──────── Input

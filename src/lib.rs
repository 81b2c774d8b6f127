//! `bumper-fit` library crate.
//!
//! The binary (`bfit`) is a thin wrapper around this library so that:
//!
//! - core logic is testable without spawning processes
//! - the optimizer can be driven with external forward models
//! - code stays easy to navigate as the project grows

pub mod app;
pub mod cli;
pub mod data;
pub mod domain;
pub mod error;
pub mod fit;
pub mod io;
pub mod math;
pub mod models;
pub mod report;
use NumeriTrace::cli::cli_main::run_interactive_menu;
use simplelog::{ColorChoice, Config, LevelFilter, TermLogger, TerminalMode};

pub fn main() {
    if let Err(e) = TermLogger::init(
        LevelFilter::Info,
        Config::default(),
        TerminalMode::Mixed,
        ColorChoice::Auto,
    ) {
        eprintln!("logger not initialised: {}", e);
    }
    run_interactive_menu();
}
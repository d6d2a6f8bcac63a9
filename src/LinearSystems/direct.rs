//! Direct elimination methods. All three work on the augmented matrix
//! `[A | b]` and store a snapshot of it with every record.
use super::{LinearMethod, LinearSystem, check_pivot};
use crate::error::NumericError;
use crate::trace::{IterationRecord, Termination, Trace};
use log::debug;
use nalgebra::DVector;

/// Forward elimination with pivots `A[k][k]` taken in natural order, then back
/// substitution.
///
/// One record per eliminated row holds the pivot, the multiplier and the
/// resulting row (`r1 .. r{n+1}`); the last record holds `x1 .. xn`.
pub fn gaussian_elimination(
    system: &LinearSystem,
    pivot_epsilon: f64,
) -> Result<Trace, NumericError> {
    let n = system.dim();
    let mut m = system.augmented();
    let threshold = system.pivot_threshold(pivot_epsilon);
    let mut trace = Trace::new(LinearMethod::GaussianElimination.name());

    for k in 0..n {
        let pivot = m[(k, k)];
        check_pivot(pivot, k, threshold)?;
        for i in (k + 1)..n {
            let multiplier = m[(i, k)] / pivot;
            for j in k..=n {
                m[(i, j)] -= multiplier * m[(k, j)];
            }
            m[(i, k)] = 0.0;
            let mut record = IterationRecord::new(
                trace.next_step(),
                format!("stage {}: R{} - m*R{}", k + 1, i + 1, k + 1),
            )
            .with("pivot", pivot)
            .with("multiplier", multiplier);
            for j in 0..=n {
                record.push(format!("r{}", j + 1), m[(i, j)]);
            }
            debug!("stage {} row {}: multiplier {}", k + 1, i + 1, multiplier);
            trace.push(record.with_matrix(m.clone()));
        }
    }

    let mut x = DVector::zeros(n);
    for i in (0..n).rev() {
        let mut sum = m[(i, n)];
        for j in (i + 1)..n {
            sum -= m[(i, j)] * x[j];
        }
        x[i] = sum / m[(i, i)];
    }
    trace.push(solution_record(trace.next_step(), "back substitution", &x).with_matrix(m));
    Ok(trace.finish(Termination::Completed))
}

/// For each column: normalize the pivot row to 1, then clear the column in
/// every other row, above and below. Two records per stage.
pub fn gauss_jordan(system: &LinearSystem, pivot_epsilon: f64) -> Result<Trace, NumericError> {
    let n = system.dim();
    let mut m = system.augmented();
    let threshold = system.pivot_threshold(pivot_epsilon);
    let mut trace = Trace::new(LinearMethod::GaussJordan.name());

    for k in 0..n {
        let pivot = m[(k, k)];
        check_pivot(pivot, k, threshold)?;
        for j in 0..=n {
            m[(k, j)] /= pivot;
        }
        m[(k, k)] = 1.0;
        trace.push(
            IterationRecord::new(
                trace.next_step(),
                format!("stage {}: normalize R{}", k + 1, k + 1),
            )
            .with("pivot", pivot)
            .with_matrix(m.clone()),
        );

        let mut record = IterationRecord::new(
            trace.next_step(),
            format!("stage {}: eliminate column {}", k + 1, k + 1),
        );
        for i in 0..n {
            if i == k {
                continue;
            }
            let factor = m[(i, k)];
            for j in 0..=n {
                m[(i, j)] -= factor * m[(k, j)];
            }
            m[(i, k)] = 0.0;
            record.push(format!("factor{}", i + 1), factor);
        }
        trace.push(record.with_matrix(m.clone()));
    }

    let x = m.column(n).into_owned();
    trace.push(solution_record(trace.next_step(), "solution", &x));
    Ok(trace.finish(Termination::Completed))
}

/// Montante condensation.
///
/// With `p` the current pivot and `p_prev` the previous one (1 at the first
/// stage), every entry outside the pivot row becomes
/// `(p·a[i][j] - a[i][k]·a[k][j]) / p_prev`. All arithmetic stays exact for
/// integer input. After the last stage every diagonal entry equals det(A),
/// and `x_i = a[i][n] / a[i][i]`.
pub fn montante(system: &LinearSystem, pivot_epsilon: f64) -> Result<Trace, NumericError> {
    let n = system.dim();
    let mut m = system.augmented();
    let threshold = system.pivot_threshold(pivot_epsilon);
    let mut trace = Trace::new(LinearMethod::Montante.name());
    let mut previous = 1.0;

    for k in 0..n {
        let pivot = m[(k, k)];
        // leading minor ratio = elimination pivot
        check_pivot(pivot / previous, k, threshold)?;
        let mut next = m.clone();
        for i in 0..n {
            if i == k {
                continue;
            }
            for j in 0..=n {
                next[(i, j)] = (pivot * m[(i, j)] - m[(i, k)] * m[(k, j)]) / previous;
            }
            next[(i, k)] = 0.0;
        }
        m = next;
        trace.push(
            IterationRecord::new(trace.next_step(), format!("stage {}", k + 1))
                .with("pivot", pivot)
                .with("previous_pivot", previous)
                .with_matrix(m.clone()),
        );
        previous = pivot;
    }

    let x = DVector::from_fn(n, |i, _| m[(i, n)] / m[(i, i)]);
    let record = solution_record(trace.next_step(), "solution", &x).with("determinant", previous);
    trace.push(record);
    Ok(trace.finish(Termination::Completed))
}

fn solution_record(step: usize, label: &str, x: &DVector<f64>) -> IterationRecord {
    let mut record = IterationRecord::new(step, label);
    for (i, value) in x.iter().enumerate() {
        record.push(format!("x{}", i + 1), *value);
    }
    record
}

────────────────

§ **About this exercise**: Exact copy required. Repeat the material above in full.

§ **Response for this exercise**:
filename src/lib.rs
repository 81b2c774d8b6f127
//! `bumper-fit` library crate.
//!
//! The binary (`bfit`) is a thin wrapper around this library so that:
//!
//! - core logic is testable without spawning processes
//! - the optimizer can be driven with external forward models
//! - code stays easy to navigate as the project grows

pub mod app;
pub mod cli;
pub mod data;
pub mod domain;
pub mod error;
pub mod fit;
pub mod io;
pub mod math;
pub mod models;
pub mod report;
use NumeriTrace::cli::cli_main::run_interactive_menu;
use simplelog::{ColorChoice, Config, LevelFilter, TermLogger, TerminalMode};

pub fn main() {
    if let Err(e) = TermLogger::init(
        LevelFilter::Info,
        Config::default(),
        TerminalMode::Mixed,
        ColorChoice::Auto,
    ) {
        eprintln!("logger not initialised: {}", e);
    }
    run_interactive_menu();
}
repository d6d2a6f8bcac63a9
filename src/LinearSystems/direct.rs
//! Direct elimination methods. All three work on the augmented matrix
//! `[A | b]` and store a snapshot of it with every record.
use super::{LinearMethod, LinearSystem, check_pivot};
use crate::error::NumericError;
use crate::trace::{IterationRecord, Termination, Trace};
use log::debug;
use nalgebra::DVector;

/// Forward elimination with pivots `A[k][k]` taken in natural order, then back
/// substitution.
///
/// One record per eliminated row holds the pivot, the multiplier and the
/// resulting row (`r1 .. r{n+1}`); the last record holds `x1 .. xn`.
pub fn gaussian_elimination(
    system: &LinearSystem,
    pivot_epsilon: f64,
) -> Result<Trace, NumericError> {
    let n = system.dim();
    let mut m = system.augmented();
    let threshold = system.pivot_threshold(pivot_epsilon);
    let mut trace = Trace::new(LinearMethod::GaussianElimination.name());

    for k in 0..n {
        let pivot = m[(k, k)];
        check_pivot(pivot, k, threshold)?;
        for i in (k + 1)..n {
            let multiplier = m[(i, k)] / pivot;
            for j in k..=n {
                m[(i, j)] -= multiplier * m[(k, j)];
            }
            m[(i, k)] = 0.0;
            let mut record = IterationRecord::new(
                trace.next_step(),
                format!("stage {}: R{} - m*R{}", k + 1, i + 1, k + 1),
            )
            .with("pivot", pivot)
            .with("multiplier", multiplier);
            for j in 0..=n {
                record.push(format!("r{}", j + 1), m[(i, j)]);
            }
            debug!("stage {} row {}: multiplier {}", k + 1, i + 1, multiplier);
            trace.push(record.with_matrix(m.clone()));
        }
    }

    let mut x = DVector::zeros(n);
    for i in (0..n).rev() {
        let mut sum = m[(i, n)];
        for j in (i + 1)..n {
            sum -= m[(i, j)] * x[j];
        }
        x[i] = sum / m[(i, i)];
    }
    trace.push(solution_record(trace.next_step(), "back substitution", &x).with_matrix(m));
    Ok(trace.finish(Termination::Completed))
}

/// For each column: normalize the pivot row to 1, then clear the column in
/// every other row, above and below. Two records per stage.
pub fn gauss_jordan(system: &LinearSystem, pivot_epsilon: f64) -> Result<Trace, NumericError> {
    let n = system.dim();
    let mut m = system.augmented();
    let threshold = system.pivot_threshold(pivot_epsilon);
    let mut trace = Trace::new(LinearMethod::GaussJordan.name());

    for k in 0..n {
        let pivot = m[(k, k)];
        check_pivot(pivot, k, threshold)?;
        for j in 0..=n {
            m[(k, j)] /= pivot;
        }
        m[(k, k)] = 1.0;
        trace.push(
            IterationRecord::new(
                trace.next_step(),
                format!("stage {}: normalize R{}", k + 1, k + 1),
            )
            .with("pivot", pivot)
            .with_matrix(m.clone()),
        );

        let mut record = IterationRecord::new(
            trace.next_step(),
            format!("stage {}: eliminate column {}", k + 1, k + 1),
        );
        for i in 0..n {
            if i == k {
                continue;
            }
            let factor = m[(i, k)];
            for j in 0..=n {
                m[(i, j)] -= factor * m[(k, j)];
            }
            m[(i, k)] = 0.0;
            record.push(format!("factor{}", i + 1), factor);
        }
        trace.push(record.with_matrix(m.clone()));
    }

    let x = m.column(n).into_owned();
    trace.push(solution_record(trace.next_step(), "solution", &x));
    Ok(trace.finish(Termination::Completed))
}

/// Montante condensation.
///
/// With `p` the current pivot and `p_prev` the previous one (1 at the first
/// stage), every entry outside the pivot row becomes
/// `(p·a[i][j] - a[i][k]·a[k][j]) / p_prev`. All arithmetic stays exact for
/// integer input. After the last stage every diagonal entry equals det(A),
/// and `x_i = a[i][n] / a[i][i]`.
pub fn montante(system: &LinearSystem, pivot_epsilon: f64) -> Result<Trace, NumericError> {
    let n = system.dim();
    let mut m = system.augmented();
    let threshold = system.pivot_threshold(pivot_epsilon);
    let mut trace = Trace::new(LinearMethod::Montante.name());
    let mut previous = 1.0;

    for k in 0..n {
        let pivot = m[(k, k)];
        // leading minor ratio = elimination pivot
        check_pivot(pivot / previous, k, threshold)?;
        let mut next = m.clone();
        for i in 0..n {
            if i == k {
                continue;
            }
            for j in 0..=n {
                next[(i, j)] = (pivot * m[(i, j)] - m[(i, k)] * m[(k, j)]) / previous;
            }
            next[(i, k)] = 0.0;
        }
        m = next;
        trace.push(
            IterationRecord::new(trace.next_step(), format!("stage {}", k + 1))
                .with("pivot", pivot)
                .with("previous_pivot", previous)
                .with_matrix(m.clone()),
        );
        previous = pivot;
    }

    let x = DVector::from_fn(n, |i, _| m[(i, n)] / m[(i, i)]);
    let record = solution_record(trace.next_step(), "solution", &x).with("determinant", previous);
    trace.push(record);
    Ok(trace.finish(Termination::Completed))
}

fn solution_record(step: usize, label: &str, x: &DVector<f64>) -> IterationRecord {
    let mut record = IterationRecord::new(step, label);
    for (i, value) in x.iter().enumerate() {
        record.push(format!("x{}", i + 1), *value);
    }
    record
}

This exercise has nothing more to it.